Locating the Mainspring

In my hour of deepest need, grace led me to an atheist.


Mike Kami is a strategic planning consultant.

He is brilliant, demanding, and intuitive.

He slices through all the pretense and posturing, and hones in on the core.

A top resource consultant for the American Management Association, Kami was, at one time, director of strategic planning for IBM, serving that company during its years of rapid growth.

He was then hired away by Xerox for a seven-figure bonus to do the same thing for them.

He is independent, iconoclastic, and ruthless in his analysis.


He does not believe in God, but I can testify that—at least in my life—God worked unmistakably through Mike Kami.


I was accustomed to putting together periodic strategic plans for my business.

These plans served as a yardstick by which those of us in the company could measure our effectiveness in bringing our common dreams to fruition.

They were easy to flesh out and, most of the time, fun to execute.


But this was substantially different.

Now I needed to draw up a strategic plan for me.

So I spread out my jumbled dreams and desires, lists of perceived strengths and weaknesses, professions of faith, projects begun and half begun, things to do and things to abandon.

It was a quagmire of both complementary and conflicting ambitions, a cacophony of noisy themes and trills of the sort one hears when symphony orchestra musicians are warming up for performance and seeking their pitch.


What should I do?

How could I be most useful?

Where should I invest my own talents, time, and treasure?

What are the values that give purpose to my life?

What is the overarching vision that shapes me?

Who am I?

Where am I?

Where am I going?

How do I get there?


In this blizzard of wonderment, Mike Kami asked me a simple and penetrating question:

"What's in the box?"


When I asked him to explain, Mike related an experience he had had in the 1980s with a group of Coca-Cola executives and their plan to introduce "New Coke."

The corporate leaders told Mike that the mainspring and driving force of their business was "great taste."
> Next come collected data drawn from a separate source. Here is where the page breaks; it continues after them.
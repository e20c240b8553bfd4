//! ISub string similarity.
//!
//! Repeatedly removes the longest common substring of the two strings while
//! it is longer than two characters, then combines the matched fraction
//! (commonality) with a penalty for the unmatched remainders and a
//! Winkler-style prefix bonus:
//!
//! ```text
//! commonality   = 2·common / (len1 + len2)
//! bonus         = min(4, prefix) · 0.1 · (1 − commonality)
//! dissimilarity = u1·u2 / (0.6 + 0.4·(u1 + u2 − u1·u2))
//! isub          = max(0, commonality − dissimilarity + bonus)
//! ```
//!
//! where `u1`, `u2` are the unmatched fractions of each string. Many
//! thresholds downstream are tuned against these exact numbers, including
//! the leftmost-longest order in which substrings are removed.

/// Weight of the unmatched-fraction product in the dissimilarity denominator.
const P: f64 = 0.6;

/// Lower-case and drop `.`, `_` and spaces.
fn normalize(s: &str) -> Vec<char> {
    s.to_lowercase()
        .chars()
        .filter(|c| !matches!(c, '.' | '_' | ' '))
        .collect()
}

/// Leftmost-longest common substring as `(start1, end1, start2, end2)`.
///
/// Returns a zero-length span when the strings share no character.
fn longest_common_substring(s1: &[char], s2: &[char]) -> (usize, usize, usize, usize) {
    let (l1, l2) = (s1.len(), s2.len());
    let mut best = 0;
    let mut span = (0, 0, 0, 0);

    let mut i = 0;
    while i < l1 && l1 - i > best {
        let mut j = 0;
        while l2 - j > best {
            let mut k = i;
            while j < l2 && s1[k] != s2[j] {
                j += 1;
            }
            if j != l2 {
                let p = j;
                j += 1;
                k += 1;
                while j < l2 && k < l1 && s1[k] == s2[j] {
                    j += 1;
                    k += 1;
                }
                if k - i > best {
                    best = k - i;
                    span = (i, k, p, j);
                }
            }
        }
        i += 1;
    }
    span
}

/// Length of the common prefix of the raw inputs.
fn common_prefix(a: &str, b: &str) -> usize {
    a.chars().zip(b.chars()).take_while(|(x, y)| x == y).count()
}

/// ISub similarity in [0, 1].
///
/// An empty input scores 0. Two non-empty inputs that both normalize to
/// nothing (only separators) score 1, as do identical normalized inputs.
pub fn isub(a: &str, b: &str) -> f64 {
    if a.is_empty() || b.is_empty() {
        return 0.0;
    }
    let mut s1 = normalize(a);
    let mut s2 = normalize(b);
    if s1 == s2 {
        return 1.0;
    }
    if s1.is_empty() || s2.is_empty() {
        return 0.0;
    }

    let (l1, l2) = (s1.len(), s2.len());
    let mut common = 0;
    let mut best = 2;

    while !s1.is_empty() && !s2.is_empty() && best != 0 {
        let (start1, end1, start2, end2) = longest_common_substring(&s1, &s2);
        best = end1 - start1;
        s1.drain(start1..end1);
        s2.drain(start2..end2);
        if best > 2 {
            common += best;
        } else {
            best = 0;
        }
    }

    let commonality = 2.0 * common as f64 / (l1 + l2) as f64;
    let bonus = common_prefix(a, b).min(4) as f64 * 0.1 * (1.0 - commonality);

    let u1 = l1.saturating_sub(common) as f64 / l1 as f64;
    let u2 = l2.saturating_sub(common) as f64 / l2 as f64;
    let product = u1 * u2;
    let sum = u1 + u2;
    let dissimilarity = if sum - product == 0.0 {
        0.0
    } else {
        product / (P + (1.0 - P) * (sum - product))
    };

    (commonality - dissimilarity + bonus).clamp(0.0, 1.0)
}

#[cfg(test)]
mod tests {
    use super::*;

    fn close(actual: f64, expected: f64) {
        assert!(
            (actual - expected).abs() < 1e-6,
            "expected {expected}, got {actual}"
        );
    }

    #[test]
    fn identical_and_empty() {
        assert_eq!(isub("lung", "lung"), 1.0);
        assert_eq!(isub("ab", "ab"), 1.0);
        assert_eq!(isub("Bone_Marrow", "bone marrow"), 1.0);
        assert_eq!(isub("", "lung"), 0.0);
        assert_eq!(isub("lung", ""), 0.0);
        assert_eq!(isub("._ ", "x"), 0.0);
        assert_eq!(isub("", ""), 0.0);
    }

    #[test]
    fn separator_only_inputs() {
        assert_eq!(isub("._", "._"), 1.0);
        assert_eq!(isub("_", " . "), 1.0);
        assert_eq!(isub("._", ""), 0.0);
        assert_eq!(isub("x", "__"), 0.0);
    }

    #[test]
    fn reference_values() {
        close(isub("heart", "hearts"), 0.945_455);
        close(isub("Heart", "Heart Muscle"), 0.775);
        close(isub("cardiac", "cardiac organ"), 0.842_105);
        close(isub("organism", "organization"), 0.612_941);
        close(isub("lung", "lungs"), 0.933_333);
        close(isub("left lung", "lung"), 0.7);
        close(isub("heart valve", "heart"), 0.8);
    }

    #[test]
    fn unrelated_strings_score_zero() {
        assert_eq!(isub("heart", "cardiac organ"), 0.0);
        assert_eq!(isub("abc", "xyz"), 0.0);
        assert_eq!(isub("femur", "fibula"), 0.0);
        // Common substrings of length <= 2 do not count.
        assert_eq!(isub("ab", "abc"), 0.0);
    }

    #[test]
    fn symmetric_on_samples() {
        let pairs = [
            ("heart", "hearts"),
            ("organism", "organization"),
            ("left lung", "lung"),
        ];
        for (a, b) in pairs {
            close(isub(a, b), isub(b, a));
        }
    }

    #[test]
    fn leftmost_longest_span() {
        let s1: Vec<char> = "abcxabcd".chars().collect();
        let s2: Vec<char> = "zabcd".chars().collect();
        assert_eq!(longest_common_substring(&s1, &s2), (4, 8, 1, 5));
        let s1: Vec<char> = "abcxabc".chars().collect();
        assert_eq!(longest_common_substring(&s1, &s2), (0, 3, 1, 4));
    }
}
They conducted numerous taste tests, found a new formula that tasted better than the original Coca-Cola, introduced "New Coke" shortly thereafter—and promptly stepped into one of the biggest marketing debacles of all time.


They called Mike back in for another planning session.

"You must have put the wrong word in the box," Mike told them.

"Let's try again."

After several hours, they found something else to put in the box:

"American tradition."


The executives had recognized that pulling Coca-Cola from the market was akin to tampering with an American institution like motherhood or apple pie.

Finding the right word to put in the box—identifying their core mission—enabled the company to recover its momentum quickly after a monumental blunder.


For my part, as I was searching for the right word to put in the box, I explained to Kami that I was open to fresh endeavors and new possibilities.

I told him that I had gradually come to see that I really didn't have to be a religious professional or an ordained minister to live out my Christian convictions, and I warned him that I was serious about shifting at least some of my energy away from business pursuits into the direction of some unspecified realm of "service."

It was probably a warning to me as well.


Well, Kami took me at my word.

He announced that we could not put together an honest plan for my life until I identified the mainspring.

"I've been listening to you for a couple of hours," he said, "and I'm going to ask you what's in the box.

For you, it is either money or Jesus Christ.

If you can tell me which it is, I can tell you the strategic planning implications of that choice.

If you can't tell me, you are going to oscillate between those two values and be confused."


No one had ever put such a significant question to me so directly.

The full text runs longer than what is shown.